Stearns announced his legislation at a press conference hosted by Americans for Prosperity (AFP), an antiregulation advocacy group. AFP announced Tuesday that it would launch an advertising campaign opposing FCC Chairman Julius Genachowski's plan to reclassify broadband as a regulated service.

Last week, Genachowski announced the plan to reclassify broadband in response to an appeals court decision saying the agency did not have the authority to enforce informal net neutrality principles.

At the press conference Tuesday, Stearns announced that his proposed legislation would require the FCC to issue a detailed report to Congress about market failures in the broadband industry before the agency could reclassify broadband. The bill drew praise from several broadband providers and related trade groups.

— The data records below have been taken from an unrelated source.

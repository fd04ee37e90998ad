#![forbid(unsafe_code)]

//! Viewport geometry shared by hosts and the placement math.

/// Bounding box in viewport-relative CSS pixels, as reported by
/// `Element.getBoundingClientRect()`.
#[derive(Debug, Clone, Copy, Default, PartialEq)]
pub struct Rect {
    pub left: f64,
    pub top: f64,
    pub right: f64,
    pub bottom: f64,
}

impl Rect {
    /// Build a rect from its four edges.
    #[must_use]
    pub const fn new(left: f64, top: f64, right: f64, bottom: f64) -> Self {
        Self {
            left,
            top,
            right,
            bottom,
        }
    }

    /// Build a rect from an origin and a size.
    #[must_use]
    pub fn from_origin_size(left: f64, top: f64, width: f64, height: f64) -> Self {
        Self::new(left, top, left + width, top + height)
    }

    #[must_use]
    pub fn width(&self) -> f64 {
        self.right - self.left
    }

    #[must_use]
    pub fn height(&self) -> f64 {
        self.bottom - self.top
    }
}

/// Current window scroll position (`window.scrollX` / `window.scrollY`).
#[derive(Debug, Clone, Copy, Default, PartialEq)]
pub struct ScrollOffset {
    pub x: f64,
    pub y: f64,
}

impl ScrollOffset {
    #[must_use]
    pub const fn new(x: f64, y: f64) -> Self {
        Self { x, y }
    }
}
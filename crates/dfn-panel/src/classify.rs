#![forbid(unsafe_code)]

//! Click classification by ancestor walk.

use crate::config::PanelConfig;
use crate::dom::PanelDom;

/// What a click landed on.
#[derive(Debug, Clone, Copy, PartialEq, Eq)]
pub enum ClickTarget {
    /// Inside an element carrying the term class.
    Term,
    /// Inside an element carrying the panel class.
    Panel,
    /// Neither: page background or unrelated UI.
    Background,
}

impl ClickTarget {
    #[must_use]
    pub const fn as_str(self) -> &'static str {
        match self {
            Self::Term => "term",
            Self::Panel => "panel",
            Self::Background => "background",
        }
    }
}

/// Result of walking from the event target toward the root.
#[derive(Debug, Clone, PartialEq, Eq)]
pub struct Classification<N> {
    pub target: ClickTarget,
    /// The term or panel element that stopped the walk.
    pub node: Option<N>,
    /// A link element was visited before (or at) the stopping element.
    pub hit_link: bool,
}

/// Walk from `start` up through its ancestors.
///
/// Only nodes that still have a parent are inspected, so the document root
/// never classifies. The term class wins over the panel class on the same
/// node. Link detection covers every inspected node up to and including the
/// one that stopped the walk.
pub fn classify<D: PanelDom>(
    dom: &D,
    config: &PanelConfig,
    start: &D::Node,
) -> Classification<D::Node> {
    let mut hit_link = false;
    let mut current = start.clone();

    while let Some(parent) = dom.parent(&current) {
        if dom.has_tag(&current, &config.link_tag) {
            hit_link = true;
        }

        if dom.has_class(&current, &config.term_class) {
            return Classification {
                target: ClickTarget::Term,
                node: Some(current),
                hit_link,
            };
        }

        if dom.has_class(&current, &config.panel_class) {
            return Classification {
                target: ClickTarget::Panel,
                node: Some(current),
                hit_link,
            };
        }

        current = parent;
    }

    Classification {
        target: ClickTarget::Background,
        node: None,
        hit_link,
    }
}
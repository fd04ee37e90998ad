#![forbid(unsafe_code)]

//! Browser installer for definition panels.
//!
//! Exposes `installDfnPanels()` / `installDfnPanelsWithConfig(json)` to
//! JavaScript. Either call attaches one delegated click listener to
//! `document.body` that forwards every click to
//! [`dfn_panel::PanelController`] through a `web_sys`-backed
//! [`dfn_panel::PanelDom`]. Later calls are no-ops and return `false`.
//!
//! With the `autostart` feature the default installer runs when the module
//! is instantiated, matching a plain `<script>` include.

#[cfg(target_arch = "wasm32")]
mod wasm;

#[cfg(target_arch = "wasm32")]
pub use wasm::{WebDom, install_dfn_panels, install_dfn_panels_with_config};

// Host core is used by the wasm module and by native tests.
#[cfg(any(target_arch = "wasm32", test))]
mod host_core;
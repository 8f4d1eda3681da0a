//! # mp-core
//!
//! Core types shared by the Manufacturing Portal RS crates:
//! - The portal error taxonomy and validation error collection
//! - Result type alias
//! - Configuration types and loading

pub mod config;
pub mod error;

pub use error::*;

/// Standard Result type for portal operations
pub type PortalResult<T> = Result<T, PortalError>;
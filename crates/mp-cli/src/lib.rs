//! Terminal plumbing for the `mp` binary: logging setup, answering the
//! metadata gate from stdin, and picking replacement files from disk.

use std::io::Write;
use std::path::PathBuf;

use async_trait::async_trait;
use mp_attachments::{
    classify, FilePicker, GateError, MetadataGate, StationConfig, UploadFile,
};
use serde::Serialize;
use tokio::io::{AsyncBufRead, AsyncBufReadExt};
use tracing::warn;

/// Initialize tracing for the CLI. Logs go to stderr so stdout stays JSON.
pub fn init_tracing() {
    tracing_subscriber::fmt()
        .with_env_filter(
            tracing_subscriber::EnvFilter::try_from_default_env().unwrap_or_else(|_| {
                tracing_subscriber::EnvFilter::new("info,mp_attachments=debug,mp_client=debug")
            }),
        )
        .with_writer(std::io::stderr)
        .init();
}

/// How the gate was answered
#[derive(Debug, Clone, PartialEq, Eq)]
pub enum GateAnswer {
    Confirmed(String),
    Cancelled,
}

/// Answer the next metadata prompt. A preset identifier is tried first;
/// after that lines are read from `input`. An empty line accepts the
/// prefill when there is one and otherwise asks again. End of input
/// cancels.
pub async fn answer_gate<R, W>(
    gate: &MetadataGate,
    preset: Option<String>,
    mut input: R,
    mut out: W,
) -> std::io::Result<GateAnswer>
where
    R: AsyncBufRead + Unpin,
    W: Write,
{
    let mut preset = preset;

    loop {
        let Some(prompt) = gate.next_prompt().await else {
            return Ok(GateAnswer::Cancelled);
        };

        let value = match preset.take() {
            Some(value) => value,
            None => {
                if let Some(message) = &prompt.message {
                    writeln!(out, "{}", message)?;
                } else {
                    if let Some(replacing) = &prompt.replacing {
                        writeln!(out, "Replacing {}", replacing)?;
                    }
                    writeln!(out, "Files: {}", prompt.file_names.join(", "))?;
                }
                if prompt.prefill.is_empty() {
                    write!(out, "{}: ", prompt.label)?;
                } else {
                    write!(out, "{} [{}]: ", prompt.label, prompt.prefill)?;
                }
                out.flush()?;

                let mut line = String::new();
                if input.read_line(&mut line).await? == 0 {
                    let _ = gate.cancel();
                    return Ok(GateAnswer::Cancelled);
                }
                if line.trim().is_empty() {
                    prompt.prefill.clone()
                } else {
                    line
                }
            }
        };

        match gate.confirm(&value) {
            Ok(identifier) => return Ok(GateAnswer::Confirmed(identifier)),
            Err(GateError::EmptyIdentifier { .. }) => continue,
            Err(_) => return Ok(GateAnswer::Cancelled),
        }
    }
}

/// Picks one fixed path, honouring the picker's extension filter.
pub struct PathPicker {
    path: PathBuf,
}

impl PathPicker {
    pub fn new(path: impl Into<PathBuf>) -> Self {
        Self { path: path.into() }
    }
}

#[async_trait]
impl FilePicker for PathPicker {
    async fn pick_file(&self, accept: &[&str]) -> Option<UploadFile> {
        let file = match UploadFile::from_path(&self.path).await {
            Ok(file) => file,
            Err(e) => {
                warn!(path = %self.path.display(), error = %e, "Cannot open replacement file");
                return None;
            }
        };

        let extension = classify::extension_of(file.name()).unwrap_or_default();
        if !accept.contains(&extension.as_str()) {
            warn!(file = %file.name(), "Replacement file type is not accepted");
            return None;
        }
        Some(file)
    }
}

/// Station as printed by `mp stations`
#[derive(Debug, Serialize)]
pub struct StationSummary {
    pub category: String,
    pub identifier_label: String,
    pub accept: String,
    pub max_file_size: u64,
    pub kind_override: Option<String>,
}

impl From<&StationConfig> for StationSummary {
    fn from(station: &StationConfig) -> Self {
        Self {
            category: station.category.to_string(),
            identifier_label: station.identifier_label.clone(),
            accept: station.accept_filter(),
            max_file_size: station.max_file_size,
            kind_override: station.kind_override.as_ref().map(|k| k.to_string()),
        }
    }
}

/// Classification of one file name, optionally at a station
#[derive(Debug, Serialize)]
pub struct Classification {
    pub file: String,
    pub category: classify::FileCategory,
    pub kind: Option<String>,
}

pub fn classify_name(name: &str, station: Option<&StationConfig>) -> Classification {
    let category = classify::classify(name);
    Classification {
        file: name.to_string(),
        category,
        kind: station.map(|s| s.resolve_kind(category).to_string()),
    }
}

Buried in the Stearns bill, however, is a provision on "neutral network neutrality." The provision is squarely aimed at net neutrality backer Google -- some Republican lawmakers, broadband providers and other net neutrality opponents have complained that Google, in providing ranked search results and other services, isn't neutral.

The argument from net neutrality opponents goes like this: If the FCC regulates one part of the Internet, in this case, broadband providers, then it should regulate other parts of the Internet as well.

"If cable and phone can't manage their networks for congestion and quality of service, neither can Google when it comes to their data farms, search results, YouTube, etc.," a spokesman for Stearns said. "If cable and the Bells can't negotiate special deals, neither can Google."

The spokesman seems to be misreading the FCC's net neutrality proposal, at least as it currently stands. The FCC's proposed rules would allow broadband providers to manage their networks.

What the rules wouldn't allow is for broadband providers to selectively discriminate against Internet traffic. However, applying that kind of rule to a search engine or a Web site becomes troublesome, at best.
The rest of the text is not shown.